Psalm 139 proclaims God's universal presence and infinite knowledge and how He knows our every thought, word, and deed. This could be anyone of us speaking to God.The closing prayer is one of the most needed prayers in the whole Bible. The last four psalms are David's heartfelt pleas for protection.
Search me, O God, and know my heart: try me, and know my thoughts: And see if there be any wicked way in me, and lead me in the way everlasting (Ps. 139:23-24).

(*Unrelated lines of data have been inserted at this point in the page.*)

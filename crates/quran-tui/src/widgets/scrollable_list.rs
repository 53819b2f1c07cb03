//! Generic scrollable + filterable list widget.

pub struct ScrollableList<T> {
    pub items: Vec<T>,
    pub filtered_indices: Vec<usize>,
    pub selected: usize,
    pub scroll_offset: usize,
    pub filter: String,
    filter_fn: Box<dyn Fn(&T, &str) -> bool + Send + Sync>,
}

impl<T> ScrollableList<T> {
    pub fn new(filter_fn: impl Fn(&T, &str) -> bool + Send + Sync + 'static) -> Self {
        Self {
            items: Vec::new(),
            filtered_indices: Vec::new(),
            selected: 0,
            scroll_offset: 0,
            filter: String::new(),
            filter_fn: Box::new(filter_fn),
        }
    }

    pub fn set_items(&mut self, items: Vec<T>) {
        self.items = items;
        self.rebuild_filter();
    }

    pub fn set_filter(&mut self, query: &str) {
        self.filter = query.to_string();
        let old_idx = self.filtered_indices.get(self.selected).copied();
        self.rebuild_filter();
        // Try to keep the same item selected after filter change
        if let Some(prev) = old_idx {
            if let Some(pos) = self.filtered_indices.iter().position(|&i| i == prev) {
                self.selected = pos;
            } else {
                self.selected = 0;
            }
        }
        self.scroll_offset = 0;
    }

    pub fn rebuild_filter(&mut self) {
        if self.filter.is_empty() {
            self.filtered_indices = (0..self.items.len()).collect();
        } else {
            self.filtered_indices = self
                .items
                .iter()
                .enumerate()
                .filter(|(_, item)| (self.filter_fn)(item, &self.filter))
                .map(|(i, _)| i)
                .collect();
        }
        if self.selected >= self.filtered_indices.len() {
            self.selected = self.filtered_indices.len().saturating_sub(1);
        }
    }

    pub fn select_up(&mut self, n: usize) {
        if self.filtered_indices.is_empty() {
            return;
        }
        self.selected = self.selected.saturating_sub(n);
    }

    pub fn select_down(&mut self, n: usize) {
        if self.filtered_indices.is_empty() {
            return;
        }
        self.selected = (self.selected + n).min(self.filtered_indices.len().saturating_sub(1));
    }

    pub fn select_first(&mut self) {
        self.selected = 0;
        self.scroll_offset = 0;
    }

    pub fn select_last(&mut self) {
        self.selected = self.filtered_indices.len().saturating_sub(1);
    }

    pub fn selected_item(&self) -> Option<&T> {
        let idx = self.filtered_indices.get(self.selected)?;
        self.items.get(*idx)
    }

    /// Returns (original_index, &item) pairs visible in `height` rows.
    /// Call ensure_visible first to update scroll_offset.
    pub fn visible_items(&self, height: usize) -> Vec<(usize, &T)> {
        if height == 0 || self.filtered_indices.is_empty() {
            return Vec::new();
        }
        let end = (self.scroll_offset + height).min(self.filtered_indices.len());
        self.filtered_indices[self.scroll_offset..end]
            .iter()
            .map(|&i| (i, &self.items[i]))
            .collect()
    }

    pub fn ensure_visible(&mut self, height: usize) {
        if height == 0 {
            return;
        }
        if self.selected < self.scroll_offset {
            self.scroll_offset = self.selected;
        } else if self.selected >= self.scroll_offset + height {
            self.scroll_offset = self.selected.saturating_sub(height - 1);
        }
    }

    /// Handle a click at `row` within the rendered area.
    /// Returns true if selection changed.
    pub fn handle_click(&mut self, row: usize) -> bool {
        let target = self.scroll_offset + row;
        if target < self.filtered_indices.len() {
            self.selected = target;
            return true;
        }
        false
    }

    pub fn len(&self) -> usize {
        self.filtered_indices.len()
    }

    pub fn is_empty(&self) -> bool {
        self.filtered_indices.is_empty()
    }

    pub fn total_len(&self) -> usize {
        self.items.len()
    }

    /// Set selection by original item index (not filtered index).
    pub fn set_selected_by_original(&mut self, orig_idx: usize) {
        if let Some(pos) = self.filtered_indices.iter().position(|&i| i == orig_idx) {
            self.selected = pos;
        }
    }
}

#[cfg(test)]
mod tests {
    use super::*;

    fn list_of(names: &[&str]) -> ScrollableList<String> {
        let mut list =
            ScrollableList::new(|item: &String, q: &str| item.to_lowercase().contains(&q.to_lowercase()));
        list.set_items(names.iter().map(|s| s.to_string()).collect());
        list
    }

    #[test]
    fn filter_narrows_and_clears() {
        let mut list = list_of(&["Al-Fatihah", "Al-Baqarah", "Yusuf"]);
        list.set_filter("al-");
        assert_eq!(list.len(), 2);
        list.set_filter("");
        assert_eq!(list.len(), 3);
    }

    #[test]
    fn selection_survives_filter_when_possible() {
        let mut list = list_of(&["Al-Fatihah", "Al-Baqarah", "Yusuf"]);
        list.select_down(2); // Yusuf
        list.set_filter("yu");
        assert_eq!(list.selected_item().map(String::as_str), Some("Yusuf"));
    }

    #[test]
    fn scroll_follows_selection() {
        let names: Vec<String> = (1..=20).map(|n| format!("Surah {}", n)).collect();
        let mut list = ScrollableList::new(|_: &String, _: &str| true);
        list.set_items(names);
        list.select_down(15);
        list.ensure_visible(5);
        assert!(list.scroll_offset <= 15 && 15 < list.scroll_offset + 5);
    }
}
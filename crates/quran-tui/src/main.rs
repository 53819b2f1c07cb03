mod action;
mod app;
mod app_state;
mod component;
mod components;
mod core;
mod focus;
mod mpv;
mod theme;
mod widgets;

use tokio::sync::{broadcast, mpsc};

use quran_core::session::{PlaybackSession, PlaybackStatus};

/// What PlayerCore broadcasts to the UI.
#[derive(Debug, Clone)]
pub enum PlayerUpdate {
    /// The playback session changed; carries a full snapshot.
    SessionChanged(PlaybackSession),
    /// Derived transport status changed.
    Status(PlaybackStatus),
    /// Position/duration from mpv (None = unknown, e.g. live streams).
    Timeline {
        position: Option<f64>,
        duration: Option<f64>,
    },
    /// Effective volume after a SetVolume command.
    Volume(f32),
    /// A log message from the player event loop.
    Log(String),
}

#[tokio::main]
async fn main() -> anyhow::Result<()> {
    let data_dir = quran_core::platform::data_dir();
    std::fs::create_dir_all(&data_dir)?;

    let log_path = data_dir.join("wird.log");
    let log_file = std::fs::OpenOptions::new()
        .create(true)
        .append(true)
        .open(&log_path)?;

    // Allow RUST_LOG override; default to debug for app code but suppress noisy
    // connection-level DEBUG from HTTP client internals (hyper_util, reqwest).
    let log_filter = std::env::var("RUST_LOG")
        .unwrap_or_else(|_| "debug,hyper_util=warn,reqwest=warn,hyper=warn".to_string());
    tracing_subscriber::fmt()
        .with_writer(log_file)
        .with_env_filter(log_filter.as_str())
        .with_ansi(false)
        .init();

    // Print log path to stderr so the operator can tail it immediately.
    eprintln!("wird log: {}", log_path.display());

    tracing::info!("wird starting…");

    // ── Load config and favorites ────────────────────────────────────────────
    let settings = quran_core::config::AppSettings::load();
    let favorites = quran_core::favorites::Favorites::load();

    // ── Channels: PlayerCore → UI and UI → PlayerCore ───────────────────────
    let (update_tx, update_rx) = broadcast::channel::<PlayerUpdate>(1024);
    let (event_tx, event_rx) = mpsc::channel::<core::PlayerEvent>(1024);

    // ── Build PlayerCore ─────────────────────────────────────────────────────
    let session = quran_core::session::SessionManager::new();
    let player_core = core::PlayerCore::new(
        session,
        settings.volume,
        update_tx.clone(),
        event_tx.clone(),
    );

    tokio::spawn(async move {
        if let Err(e) = player_core.run(event_rx).await {
            tracing::error!("PlayerCore exited with error: {}", e);
        }
    });

    // ── Run TUI ──────────────────────────────────────────────────────────────
    let client = quran_core::api::ContentClient::new();
    let app = app::App::new(settings, favorites, client, event_tx);
    app.run(update_rx).await?;

    Ok(())
}
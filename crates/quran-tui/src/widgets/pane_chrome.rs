//! PaneChrome — standardized bordered pane with focus styling and badges.

use crate::theme::{style_focused_border, style_unfocused_border, C_MUTED, C_NUMBER_HINT, C_PRIMARY};
use ratatui::{
    style::{Color, Modifier, Style},
    text::{Line, Span},
    widgets::{Block, Borders},
};

/// A badge shown in the top-right of the pane header (e.g., "LIVE", "ERR").
pub struct Badge<'a> {
    pub text: &'a str,
    pub color: Color,
}

/// Renders a bordered pane with consistent focus styling and optional badge.
pub fn pane_chrome<'a>(
    title: &'a str,
    number_key: Option<char>,
    focused: bool,
    badge: Option<Badge<'a>>,
) -> Block<'a> {
    let border_style = if focused {
        style_focused_border()
    } else {
        style_unfocused_border()
    };

    let title_style = if focused {
        Style::default().fg(C_PRIMARY).add_modifier(Modifier::BOLD)
    } else {
        Style::default().fg(C_MUTED)
    };

    // Build title spans: "[N] title"
    let mut title_spans = Vec::new();
    if let Some(key) = number_key {
        title_spans.push(Span::styled(
            format!("[{}] ", key),
            Style::default().fg(C_NUMBER_HINT),
        ));
    }
    title_spans.push(Span::styled(title, title_style));

    let block = Block::default()
        .borders(Borders::ALL)
        .border_style(border_style)
        .title(Line::from(title_spans));

    if let Some(b) = badge {
        block.title_top(
            Line::from(Span::styled(
                format!(" {} ", b.text),
                Style::default().fg(b.color).add_modifier(Modifier::BOLD),
            ))
            .right_aligned(),
        )
    } else {
        block
    }
}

The Psalms are written as songs, praises and prayers to God. They are often very personal to the particular psalmist who wrote them. The thing to remember is that we are not so different from these writers. We are ordinary people just trying to live a life dedicated to the Lord. Some might say these psalmists were not ordinary people; especially since David, the king, wrote a good portion of these Psalms. He definitely was a king, but his relationship with God is just like ours, a child who craves the love and attention of a loving father. For there is no respect of persons with God (Rom. 2:11).
This is why so often the Psalms speak to our hearts so deeply. This is why there may be times when we read these Scriptures that we feel like the writer is writing our very thoughts. Maybe we even think we could have written them ourselves because they so reflect our heart. These would most likely be the feelings that today's particular verses evoke. These verses call out to the heart of our God. They represent a prayer that we can all pray.

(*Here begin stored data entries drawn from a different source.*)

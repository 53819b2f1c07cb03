//! HelpOverlay component — centered popup with keyboard shortcut reference.

use ratatui::crossterm::event::{KeyCode, KeyEvent, KeyEventKind};
use ratatui::{
    layout::{Constraint, Direction, Layout, Rect},
    style::{Modifier, Style},
    text::{Line, Span},
    widgets::{Block, Borders, Clear, Paragraph, Wrap},
    Frame,
};

use crate::{
    action::Action,
    app_state::AppState,
    component::Component,
    theme::{C_MUTED, C_PANEL_BORDER, C_PRIMARY, C_SECONDARY},
};

pub struct HelpOverlay {
    pub visible: bool,
}

impl HelpOverlay {
    pub fn new() -> Self {
        Self { visible: false }
    }

    pub fn toggle(&mut self) {
        self.visible = !self.visible;
    }
}

impl Component for HelpOverlay {
    fn handle_key(&mut self, key: KeyEvent, _state: &AppState) -> Vec<Action> {
        if key.kind == KeyEventKind::Release {
            return vec![];
        }
        if !self.visible {
            return vec![];
        }
        // on_action flips the visible flag when ToggleHelp lands.
        match key.code {
            KeyCode::Char('?') | KeyCode::Char('q') | KeyCode::Esc => {
                vec![Action::ToggleHelp]
            }
            // Any other key closes the overlay too
            _ => vec![Action::ToggleHelp],
        }
    }

    fn on_action(&mut self, action: &Action, _state: &AppState) -> Vec<Action> {
        if let Action::ToggleHelp = action {
            self.toggle();
        }
        vec![]
    }

    fn draw(&mut self, frame: &mut Frame, area: Rect, _focused: bool, _state: &AppState) {
        if !self.visible {
            return;
        }

        let popup = centered_rect(68, 30, area);

        let help_lines: Vec<Line> = vec![
            Line::from(Span::styled(
                " keyboard shortcuts",
                Style::default().fg(C_PRIMARY).add_modifier(Modifier::BOLD),
            )),
            Line::from(""),
            Line::from(Span::styled(
                " playback",
                Style::default().fg(C_MUTED).add_modifier(Modifier::BOLD),
            )),
            help_row("enter", "play selected verse or station"),
            help_row("space", "toggle pause/play"),
            help_row("x", "close the player"),
            help_row("← / →", "volume down / up"),
            Line::from(""),
            Line::from(Span::styled(
                " reader",
                Style::default().fg(C_MUTED).add_modifier(Modifier::BOLD),
            )),
            help_row("f", "favorite / unfavorite verse"),
            help_row("t", "toggle tafsir panel"),
            help_row("T", "cycle tafsir source"),
            help_row("y", "copy verse text"),
            help_row("r", "open a random surah"),
            Line::from(""),
            Line::from(Span::styled(
                " navigation",
                Style::default().fg(C_MUTED).add_modifier(Modifier::BOLD),
            )),
            help_row("↑ / ↓  or  j / k", "move selection / scroll"),
            help_row("pg up / pg dn", "jump 10 rows"),
            help_row("home / end  or  g / G", "jump first / last"),
            help_row("tab / shift-tab", "focus next / previous pane"),
            help_row("1 … 5", "switch screen"),
            help_row("/", "filter the focused list"),
            Line::from(""),
            help_row("?", "toggle this help overlay"),
            help_row("q / Ctrl+C", "quit"),
            Line::from(""),
            Line::from(Span::styled(
                " press ? or esc to close",
                Style::default().fg(C_MUTED),
            )),
        ];

        frame.render_widget(Clear, popup);
        frame.render_widget(
            Paragraph::new(help_lines)
                .block(
                    Block::default()
                        .borders(Borders::ALL)
                        .border_style(Style::default().fg(C_PANEL_BORDER))
                        .style(Style::default().bg(ratatui::style::Color::Rgb(18, 22, 18))),
                )
                .wrap(Wrap { trim: false }),
            popup,
        );
    }
}

fn help_row<'a>(key: &'a str, desc: &'a str) -> Line<'a> {
    Line::from(vec![
        Span::raw(" "),
        Span::styled(
            format!("{:<22}", key),
            Style::default().fg(C_PRIMARY).add_modifier(Modifier::BOLD),
        ),
        Span::styled(desc, Style::default().fg(C_SECONDARY)),
    ])
}

fn centered_rect(percent_x: u16, height: u16, r: Rect) -> Rect {
    let vert = Layout::default()
        .direction(Direction::Vertical)
        .constraints([
            Constraint::Min(0),
            Constraint::Length(height),
            Constraint::Min(0),
        ])
        .split(r);

    Layout::default()
        .direction(Direction::Horizontal)
        .constraints([
            Constraint::Percentage((100 - percent_x) / 2),
            Constraint::Percentage(percent_x),
            Constraint::Percentage((100 - percent_x) / 2),
        ])
        .split(vert[1])[1]
}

The psalmist begins by asking the Lord to search him. He wants God to know his heart and thoughts. This may be a fearful prayer to pray. What if our heart and thoughts are away from the will of God? It is then all the more important for God to see these places so He can reveal them to us. Let us therefore, as many as be perfect, be thus minded: and if in any thing ye be otherwise minded, God shall reveal even this unto you (Phil. 3:15).
The psalmist knows that this is possible. He makes it part of his prayer to ask God to see if he is wrong in any way. It is only when our sin is revealed to us that we can overcome it. We must admit our wrongdoings as part of the repentance process.
The psalmist concludes by asking God to lead him in a way that leads to eternal life. It is obvious that living a life consecrated to God was the priority of his life. This prayer reveals the commitment that he had to living a God-directed life.
As was said before, we often times can relate to the feelings of the writer of the Psalm. This should most definitely be one of those times. We should have the same desires in our heart as the psalmist had in his. We should also desire to live a life that is directed by God.
Howbeit when He, the Spirit of truth, is come, He will guide you into all truth: for He shall not speak of Himself; but whatsoever He shall hear, that shall He speak: and He will shew you things to come (John 16:13).
Thought for Today:
Remember, God knows every thought and every word that we express (Ps. 139:2,4).
As the One who deals bountifully with us (Ps. 142:7). I am come that they might have life, and that they might have it more abundantly (John 10:10; Eph. 3:20).
139:15 curiously wrought, skillfully fashioned; 140:5 gins, lures, snares; 141:7 Our bones are scattered, Overwhelming destruction is contemplated; 143:3 smitten, crushed, struck.
Prayer Suggestion: Ask the Lord to teach you His ways (Ps. 27:11).